_Task statement_.
Gather every line in the records below that contains the word "ToolRuntime".

_The data_.
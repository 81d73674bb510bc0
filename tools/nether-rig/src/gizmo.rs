//! Gizmo group polling
//!
//! Gizmo groups that belong to a tool or to the last redo-able operator poll
//! themselves away once that tool or operator is no longer current. The unlink
//! is delayed: it is queued during the poll and carried out by the owner when
//! it flushes the registry, outside of any draw or event handling.

use hashbrown::HashMap;

/// A registered gizmo group type
#[derive(Debug, Clone, PartialEq, Eq)]
pub struct GizmoGroupType {
    pub idname: String,
}

impl GizmoGroupType {
    pub fn new(idname: impl Into<String>) -> Self {
        Self {
            idname: idname.into(),
        }
    }
}

/// Runtime data of the active tool
#[derive(Debug, Clone, PartialEq, Eq, Default)]
pub struct ToolRuntime {
    pub idname: String,
    /// Gizmo group shown while the tool is active (may be empty)
    pub gizmo_group: String,
}

/// What the polls read from the editor state
#[derive(Debug, Clone, Default)]
pub struct ToolContext {
    /// Idname of the last operator that can be redone
    pub last_redo_operator: Option<String>,
    pub active_tool: Option<ToolRuntime>,
}

/// Registered gizmo group types plus pending unlinks
#[derive(Debug, Default)]
pub struct GizmoGroupRegistry {
    groups: HashMap<String, GizmoGroupType>,
    unlink_queue: Vec<String>,
}

impl GizmoGroupRegistry {
    pub fn new() -> Self {
        Self::default()
    }

    pub fn register(&mut self, group: GizmoGroupType) {
        self.groups.insert(group.idname.clone(), group);
    }

    pub fn contains(&self, idname: &str) -> bool {
        self.groups.contains_key(idname)
    }

    /// Queue a group type for unlinking; repeated requests are merged
    pub fn unlink_delayed(&mut self, idname: &str) {
        if !self.unlink_queue.iter().any(|queued| queued == idname) {
            self.unlink_queue.push(idname.to_string());
        }
    }

    pub fn pending_unlinks(&self) -> &[String] {
        &self.unlink_queue
    }

    /// Remove every queued group type, returning the idnames that were unlinked
    pub fn flush_unlinks(&mut self) -> Vec<String> {
        let queued = std::mem::take(&mut self.unlink_queue);
        queued
            .into_iter()
            .filter(|idname| self.groups.remove(idname).is_some())
            .inspect(|idname| tracing::debug!("Unlinked gizmo group '{}'", idname))
            .collect()
    }
}

/// Keep a gizmo group only while `idname` is the last redo operator
///
/// Usable as the poll function of operator-bound gizmo groups.
pub fn poll_or_unlink_delayed_from_operator(
    ctx: &ToolContext,
    registry: &mut GizmoGroupRegistry,
    group: &GizmoGroupType,
    idname: &str,
) -> bool {
    if ctx.last_redo_operator.as_deref() != Some(idname) {
        registry.unlink_delayed(&group.idname);
        return false;
    }
    true
}

/// Keep a gizmo group only while the active tool shows it
pub fn poll_or_unlink_delayed_from_tool(
    ctx: &ToolContext,
    registry: &mut GizmoGroupRegistry,
    group: &GizmoGroupType,
) -> bool {
    let shown = ctx
        .active_tool
        .as_ref()
        .is_some_and(|tool| tool.gizmo_group == group.idname);
    if !shown {
        registry.unlink_delayed(&group.idname);
        return false;
    }
    true
}
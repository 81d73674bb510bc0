//! nether-rig - Nethercore rig interchange tool
//!
//! Inspects rig descriptions and converts bone layer strings to and from
//! layer bitfields.

use anyhow::Result;
use clap::{Parser, Subcommand};
use std::path::PathBuf;

use nether_rig::config::{self, Settings};
use nether_rig::{
    ImportSession, armature, decode_layers, encode_layers, layers::LayerLabels, manifest,
};

#[derive(Parser)]
#[command(name = "nether-rig")]
#[command(about = "Nethercore rig interchange tool")]
#[command(version)]
struct Cli {
    #[command(subcommand)]
    command: Commands,
}

#[derive(Subcommand)]
enum Commands {
    /// Convert between layer strings and bitfields
    Layers {
        #[command(subcommand)]
        action: LayerAction,
    },

    /// Print the bone hierarchy of a rig file
    Inspect {
        /// Path to the rig description (TOML)
        rig: PathBuf,

        /// Settings file with an [import] section
        #[arg(short, long)]
        settings: Option<PathBuf>,

        /// Only deforming bones can be roots (overrides settings)
        #[arg(long)]
        deform_only: bool,
    },

    /// Validate a rig file without printing it
    Check {
        /// Path to the rig description (TOML)
        rig: PathBuf,
    },
}

#[derive(Subcommand)]
enum LayerAction {
    /// Print the layer indices set in a bitfield
    Encode {
        /// Bitfield, decimal or 0x-prefixed hex
        #[arg(value_parser = parse_bitfield)]
        bitfield: u32,
    },

    /// Turn layer numbers and labels into a bitfield
    Decode {
        /// Layer numbers and/or labels
        #[arg(required = true)]
        tokens: Vec<String>,
    },
}

fn parse_bitfield(value: &str) -> Result<u32, String> {
    let parsed = match value.strip_prefix("0x").or_else(|| value.strip_prefix("0X")) {
        Some(hex) => u32::from_str_radix(hex, 16),
        None => value.parse(),
    };
    parsed.map_err(|e| format!("invalid bitfield '{}': {}", value, e))
}

fn main() -> Result<()> {
    // Initialize logging (stderr, so command output stays clean)
    tracing_subscriber::fmt()
        .with_env_filter(
            tracing_subscriber::EnvFilter::from_default_env()
                .add_directive(tracing::Level::INFO.into()),
        )
        .with_writer(std::io::stderr)
        .init();

    let cli = Cli::parse();

    match cli.command {
        Commands::Layers { action } => match action {
            LayerAction::Encode { bitfield } => {
                println!("{}", encode_layers(bitfield));
            }
            LayerAction::Decode { tokens } => {
                let mut labels = LayerLabels::new();
                let bitfield = decode_layers(&tokens.join(" "), &mut labels);
                println!("{} ({:#010x}): {}", bitfield, bitfield, encode_layers(bitfield));
                for (index, label) in labels.labels().iter().enumerate() {
                    println!("  {} = {}", label, index.min(31));
                }
            }
        },

        Commands::Inspect {
            rig,
            settings,
            deform_only,
        } => {
            let mut settings = match settings {
                Some(path) => config::load_settings(&path)?,
                None => Settings::default(),
            };
            settings.import.deform_bones_only |= deform_only;

            let manifest = manifest::load_manifest(&rig)?;
            let mut session = ImportSession::new(settings.import);
            let arm = manifest.build(&mut session)?;
            let extensions = session.extensions.get_extension_map(arm.name());

            println!("Armature '{}': {} bones", arm.name(), arm.len());
            for (id, bone) in arm.bones() {
                let chain = extensions
                    .and_then(|map| map.get(bone.name.as_str()))
                    .map(|ext| ext.chain_length())
                    .unwrap_or(0);
                println!(
                    "  {:<24} {:<4} {:<4} chain={} layers={}",
                    bone.name,
                    if session.is_root_bone(&arm, id) { "root" } else { "-" },
                    if armature::is_leaf_bone(&arm, id) { "leaf" } else { "-" },
                    chain,
                    encode_layers(bone.layers)
                );
            }
        }

        Commands::Check { rig } => {
            tracing::info!("Checking rig {:?}", rig);
            let manifest = manifest::load_manifest(&rig)?;
            manifest::validate(&manifest)?;
            tracing::info!("Rig is valid!");
        }
    }

    Ok(())
}
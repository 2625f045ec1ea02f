//! Owner-scoped CRUD over meal records.
//!
//! Listing and creation are always scoped to the resolved owner. Whether
//! get, update and delete also check ownership is governed by
//! [`RepositoryPolicy::strict_ownership`]; with it off, any authenticated
//! user can reach any meal by id.

use std::sync::Arc;

use serde::Deserialize;
use uuid::Uuid;

use crate::{
  Error, Result,
  meal::{Meal, MealFields},
  metrics::{self, Metrics},
  session::UserIdentity,
  store::RecordStore,
};

// ─── Policy ──────────────────────────────────────────────────────────────────

/// Authorization and missing-row behaviour of a [`MealRepository`].
#[derive(Debug, Clone, Copy, PartialEq, Eq, Deserialize)]
#[serde(default)]
pub struct RepositoryPolicy {
  /// Require `meal.user_id == owner` for get, update and delete. A meal
  /// owned by someone else is treated exactly like a missing one.
  pub strict_ownership:       bool,
  /// Report [`Error::MealNotFound`] when an update matches no row. When
  /// `false` the affected count is ignored and the update always succeeds.
  pub report_missing_updates: bool,
}

impl RepositoryPolicy {
  /// Id-only access and silent no-op updates.
  pub const PERMISSIVE: Self = Self {
    strict_ownership:       false,
    report_missing_updates: false,
  };
}

impl Default for RepositoryPolicy {
  fn default() -> Self {
    Self {
      strict_ownership:       true,
      report_missing_updates: true,
    }
  }
}

// ─── Repository ──────────────────────────────────────────────────────────────

/// Meal operations on behalf of a resolved [`UserIdentity`].
///
/// Cloning is cheap — the store is reference-counted.
pub struct MealRepository<S> {
  store:  Arc<S>,
  policy: RepositoryPolicy,
}

impl<S> Clone for MealRepository<S> {
  fn clone(&self) -> Self {
    Self {
      store:  Arc::clone(&self.store),
      policy: self.policy,
    }
  }
}

impl<S: RecordStore> MealRepository<S> {
  pub fn new(store: Arc<S>, policy: RepositoryPolicy) -> Self { Self { store, policy } }

  pub fn policy(&self) -> RepositoryPolicy { self.policy }

  pub fn store(&self) -> &S { &self.store }

  /// The owner's meals, newest first; empty when they have none.
  pub async fn list(&self, owner: UserIdentity) -> Result<Vec<Meal>> {
    self
      .store
      .list_meals_by_owner(owner.user_id)
      .await
      .map_err(Error::store)
  }

  pub async fn get(&self, meal_id: Uuid, owner: UserIdentity) -> Result<Meal> {
    self
      .find_visible(meal_id, owner)
      .await?
      .ok_or(Error::MealNotFound(meal_id))
  }

  pub async fn create(&self, owner: UserIdentity, fields: MealFields) -> Result<Meal> {
    let meal = Meal::new(owner.user_id, fields);
    self
      .store
      .insert_meal(meal.clone())
      .await
      .map_err(Error::store)?;
    tracing::debug!(meal_id = %meal.meal_id, user_id = %owner.user_id, "created meal");
    Ok(meal)
  }

  /// Replace every mutable field of a meal. Ownership never changes.
  pub async fn update(
    &self,
    meal_id: Uuid,
    owner: UserIdentity,
    fields: MealFields,
  ) -> Result<()> {
    if self.policy.strict_ownership && self.find_visible(meal_id, owner).await?.is_none() {
      return self.missing_update(meal_id);
    }

    let affected = self
      .store
      .update_meal_fields(meal_id, fields)
      .await
      .map_err(Error::store)?;

    if affected == 0 {
      return self.missing_update(meal_id);
    }
    tracing::debug!(%meal_id, "updated meal");
    Ok(())
  }

  /// Idempotent: deleting an unknown id succeeds. Under strict ownership a
  /// meal owned by someone else is left alone, and that also succeeds.
  pub async fn delete(&self, meal_id: Uuid, owner: UserIdentity) -> Result<()> {
    if self.policy.strict_ownership {
      match self.find_meal(meal_id).await? {
        Some(meal) if meal.is_owned_by(owner.user_id) => {}
        Some(_) => {
          tracing::debug!(%meal_id, "ignored delete of a meal owned by another user");
          return Ok(());
        }
        None => return Ok(()),
      }
    }

    let affected = self
      .store
      .delete_meal_by_id(meal_id)
      .await
      .map_err(Error::store)?;
    tracing::debug!(%meal_id, affected, "deleted meal");
    Ok(())
  }

  /// Aggregate statistics over the owner's history.
  pub async fn metrics(&self, owner: UserIdentity) -> Result<Metrics> {
    metrics::compute(self.store.as_ref(), owner).await
  }

  async fn find_meal(&self, meal_id: Uuid) -> Result<Option<Meal>> {
    self
      .store
      .find_meal_by_id(meal_id)
      .await
      .map_err(Error::store)
  }

  async fn find_visible(&self, meal_id: Uuid, owner: UserIdentity) -> Result<Option<Meal>> {
    let meal = self.find_meal(meal_id).await?;
    if self.policy.strict_ownership {
      Ok(meal.filter(|m| m.is_owned_by(owner.user_id)))
    } else {
      Ok(meal)
    }
  }

  fn missing_update(&self, meal_id: Uuid) -> Result<()> {
    if self.policy.report_missing_updates {
      Err(Error::MealNotFound(meal_id))
    } else {
      tracing::debug!(%meal_id, "update matched no meal");
      Ok(())
    }
  }
}
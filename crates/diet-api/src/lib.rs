//! JSON REST API for daily-diet.
//!
//! Exposes an axum [`Router`] backed by any [`diet_core::store::RecordStore`].
//! Meal routes are gated by the `sessionId` cookie; TLS and transport
//! concerns are the caller's responsibility.
//!
//! # Mounting
//!
//! ```rust,ignore
//! axum::serve(listener, diet_api::api_router(state)).await?;
//! ```

pub mod error;
pub mod meals;
pub mod session;
pub mod users;

use std::sync::Arc;

use axum::{
  Router,
  routing::{get, post},
};
use diet_core::{
  repository::{MealRepository, RepositoryPolicy},
  store::RecordStore,
};

pub use error::ApiError;
pub use session::{CurrentUser, SessionCookie};

// ─── State ────────────────────────────────────────────────────────────────────

/// Shared state threaded through all handlers.
pub struct ApiState<S> {
  pub meals:  MealRepository<S>,
  pub cookie: SessionCookie,
}

impl<S> Clone for ApiState<S> {
  fn clone(&self) -> Self {
    Self {
      meals:  self.meals.clone(),
      cookie: self.cookie,
    }
  }
}

impl<S: RecordStore> ApiState<S> {
  pub fn new(store: Arc<S>, policy: RepositoryPolicy, cookie: SessionCookie) -> Self {
    Self {
      meals: MealRepository::new(store, policy),
      cookie,
    }
  }
}

// ─── Router ───────────────────────────────────────────────────────────────────

/// Build a fully-materialised API router for `state`.
///
/// The returned `Router<()>` can be nested into any parent router regardless
/// of its own state type.
pub fn api_router<S>(state: ApiState<S>) -> Router<()>
where
  S: RecordStore + 'static,
{
  Router::new()
    // Users
    .route("/users", post(users::register::<S>))
    // Meals
    .route("/meals", get(meals::list::<S>).post(meals::create::<S>))
    .route("/meals/metrics", get(meals::metrics::<S>))
    .route(
      "/meals/{id}",
      get(meals::get_one::<S>)
        .put(meals::update::<S>)
        .delete(meals::delete::<S>),
    )
    .with_state(state)
}
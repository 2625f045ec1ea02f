//! Error type for `diet-store-sqlite`.

use thiserror::Error;

#[derive(Debug, Error)]
pub enum Error {
  #[error("database error: {0}")]
  Database(#[from] tokio_rusqlite::Error),

  #[error("uuid parse error: {0}")]
  Uuid(#[from] uuid::Error),

  #[error("date/time parse error: {0}")]
  DateParse(String),
}

pub type Result<T, E = Error> = std::result::Result<T, E>;
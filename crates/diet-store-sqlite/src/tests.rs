//! Integration tests for `SqliteStore` against an in-memory database.

use std::sync::Arc;

use chrono::Utc;
use diet_core::{
  meal::{Meal, MealFields},
  metrics::Metrics,
  repository::{MealRepository, RepositoryPolicy},
  session::{self, UserIdentity},
  store::RecordStore,
  user::{User, register},
};
use uuid::Uuid;

use crate::SqliteStore;

async fn store() -> SqliteStore {
  SqliteStore::open_in_memory()
    .await
    .expect("in-memory store")
}

async fn add_user(s: &SqliteStore, email: &str, token: Option<&str>) -> User {
  let user = User {
    user_id:       Uuid::new_v4(),
    name:          "Test".into(),
    email:         email.into(),
    session_token: token.map(str::to_owned),
    created_at:    Utc::now(),
  };
  s.insert_user(user.clone()).await.unwrap();
  user
}

fn meal(user_id: Uuid, name: &str, is_on_diet: bool, date: i64) -> Meal {
  Meal::new(user_id, MealFields {
    name: name.into(),
    description: format!("It's a {name}"),
    is_on_diet,
    date,
  })
}

// ─── Users ───────────────────────────────────────────────────────────────────

#[tokio::test]
async fn find_user_by_token() {
  let s = store().await;
  let user = add_user(&s, "a@example.com", Some("tok-a")).await;
  add_user(&s, "b@example.com", None).await;

  let found = s.find_user_by_token("tok-a").await.unwrap().unwrap();
  assert_eq!(found.user_id, user.user_id);
  assert_eq!(found.email, "a@example.com");
  assert_eq!(found.session_token.as_deref(), Some("tok-a"));

  assert!(s.find_user_by_token("tok-b").await.unwrap().is_none());
  assert!(s.find_user_by_token("").await.unwrap().is_none());
}

#[tokio::test]
async fn set_session_token_rebinds() {
  let s = store().await;
  let user = add_user(&s, "a@example.com", Some("old")).await;

  let affected = s.set_session_token(user.user_id, "new").await.unwrap();
  assert_eq!(affected, 1);
  assert!(s.find_user_by_token("old").await.unwrap().is_none());
  assert_eq!(
    s.find_user_by_token("new").await.unwrap().unwrap().user_id,
    user.user_id
  );

  assert_eq!(s.set_session_token(Uuid::new_v4(), "x").await.unwrap(), 0);
}

#[tokio::test]
async fn session_token_is_unique() {
  let s = store().await;
  add_user(&s, "a@example.com", Some("shared")).await;
  let other = add_user(&s, "b@example.com", None).await;

  assert!(s.set_session_token(other.user_id, "shared").await.is_err());
}

#[tokio::test]
async fn find_user_by_email() {
  let s = store().await;
  let user = add_user(&s, "a@example.com", None).await;

  let found = s.find_user_by_email("a@example.com").await.unwrap().unwrap();
  assert_eq!(found.user_id, user.user_id);
  assert!(found.session_token.is_none());
  assert!(s.find_user_by_email("nobody@example.com").await.unwrap().is_none());
}

// ─── Meals ───────────────────────────────────────────────────────────────────

#[tokio::test]
async fn insert_and_find_meal() {
  let s = store().await;
  let user = add_user(&s, "a@example.com", None).await;

  let m = meal(user.user_id, "breakfast", true, 1_700_000_000_000);
  s.insert_meal(m.clone()).await.unwrap();

  let fetched = s.find_meal_by_id(m.meal_id).await.unwrap().unwrap();
  assert_eq!(fetched, m);
  assert!(s.find_meal_by_id(Uuid::new_v4()).await.unwrap().is_none());
}

#[tokio::test]
async fn list_orders_by_date_desc_then_insertion() {
  let s = store().await;
  let user = add_user(&s, "a@example.com", None).await;

  for (name, date) in [("a", 10), ("b", 30), ("c", 20), ("d", 30), ("e", 30)] {
    s.insert_meal(meal(user.user_id, name, true, date)).await.unwrap();
  }

  let names: Vec<_> = s
    .list_meals_by_owner(user.user_id)
    .await
    .unwrap()
    .into_iter()
    .map(|m| m.name)
    .collect();
  assert_eq!(names, ["b", "d", "e", "c", "a"]);
}

#[tokio::test]
async fn list_is_scoped_to_owner() {
  let s = store().await;
  let a = add_user(&s, "a@example.com", None).await;
  let b = add_user(&s, "b@example.com", None).await;

  s.insert_meal(meal(a.user_id, "mine", true, 1)).await.unwrap();
  s.insert_meal(meal(b.user_id, "theirs", false, 2)).await.unwrap();

  let meals = s.list_meals_by_owner(a.user_id).await.unwrap();
  assert_eq!(meals.len(), 1);
  assert_eq!(meals[0].name, "mine");
  assert!(s.list_meals_by_owner(Uuid::new_v4()).await.unwrap().is_empty());
}

#[tokio::test]
async fn update_replaces_fields_but_not_owner() {
  let s = store().await;
  let user = add_user(&s, "a@example.com", None).await;
  let m = meal(user.user_id, "lunch", true, 5);
  s.insert_meal(m.clone()).await.unwrap();

  let fields = MealFields {
    name:        "late lunch".into(),
    description: "pizza".into(),
    is_on_diet:  false,
    date:        6,
  };
  assert_eq!(s.update_meal_fields(m.meal_id, fields.clone()).await.unwrap(), 1);

  let updated = s.find_meal_by_id(m.meal_id).await.unwrap().unwrap();
  assert_eq!(updated.fields(), fields);
  assert_eq!(updated.user_id, user.user_id);

  assert_eq!(s.update_meal_fields(Uuid::new_v4(), fields).await.unwrap(), 0);
}

#[tokio::test]
async fn delete_reports_affected_rows() {
  let s = store().await;
  let user = add_user(&s, "a@example.com", None).await;
  let m = meal(user.user_id, "dinner", false, 9);
  s.insert_meal(m.clone()).await.unwrap();

  assert_eq!(s.delete_meal_by_id(m.meal_id).await.unwrap(), 1);
  assert_eq!(s.delete_meal_by_id(m.meal_id).await.unwrap(), 0);
  assert!(s.find_meal_by_id(m.meal_id).await.unwrap().is_none());
}

#[tokio::test]
async fn meal_requires_existing_owner() {
  let s = store().await;
  assert!(s.insert_meal(meal(Uuid::new_v4(), "orphan", true, 1)).await.is_err());
}

// ─── End to end through the core services ────────────────────────────────────

#[tokio::test]
async fn registered_session_drives_repository_and_metrics() {
  let s = Arc::new(store().await);
  let reg = register(s.as_ref(), "Test".into(), "test@example.com".into())
    .await
    .unwrap();

  let owner: UserIdentity = session::resolve(s.as_ref(), Some(reg.token.as_str()))
    .await
    .unwrap();
  let repo = MealRepository::new(Arc::clone(&s), RepositoryPolicy::default());

  let day = 24 * 60 * 60 * 1000;
  let start = 1_700_000_000_000_i64;
  for (i, on_diet) in [true, false, true, true, true].into_iter().enumerate() {
    repo
      .create(owner, MealFields {
        name:        format!("meal {i}"),
        description: String::new(),
        is_on_diet:  on_diet,
        date:        start + day * i as i64,
      })
      .await
      .unwrap();
  }

  assert_eq!(repo.metrics(owner).await.unwrap(), Metrics {
    total_meals:         5,
    total_on_diet:       4,
    total_off_diet:      1,
    best_on_diet_streak: 3,
  });
}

_Worked solution_.
pub struct ToolRuntime {
    pub active_tool: Option<ToolRuntime>,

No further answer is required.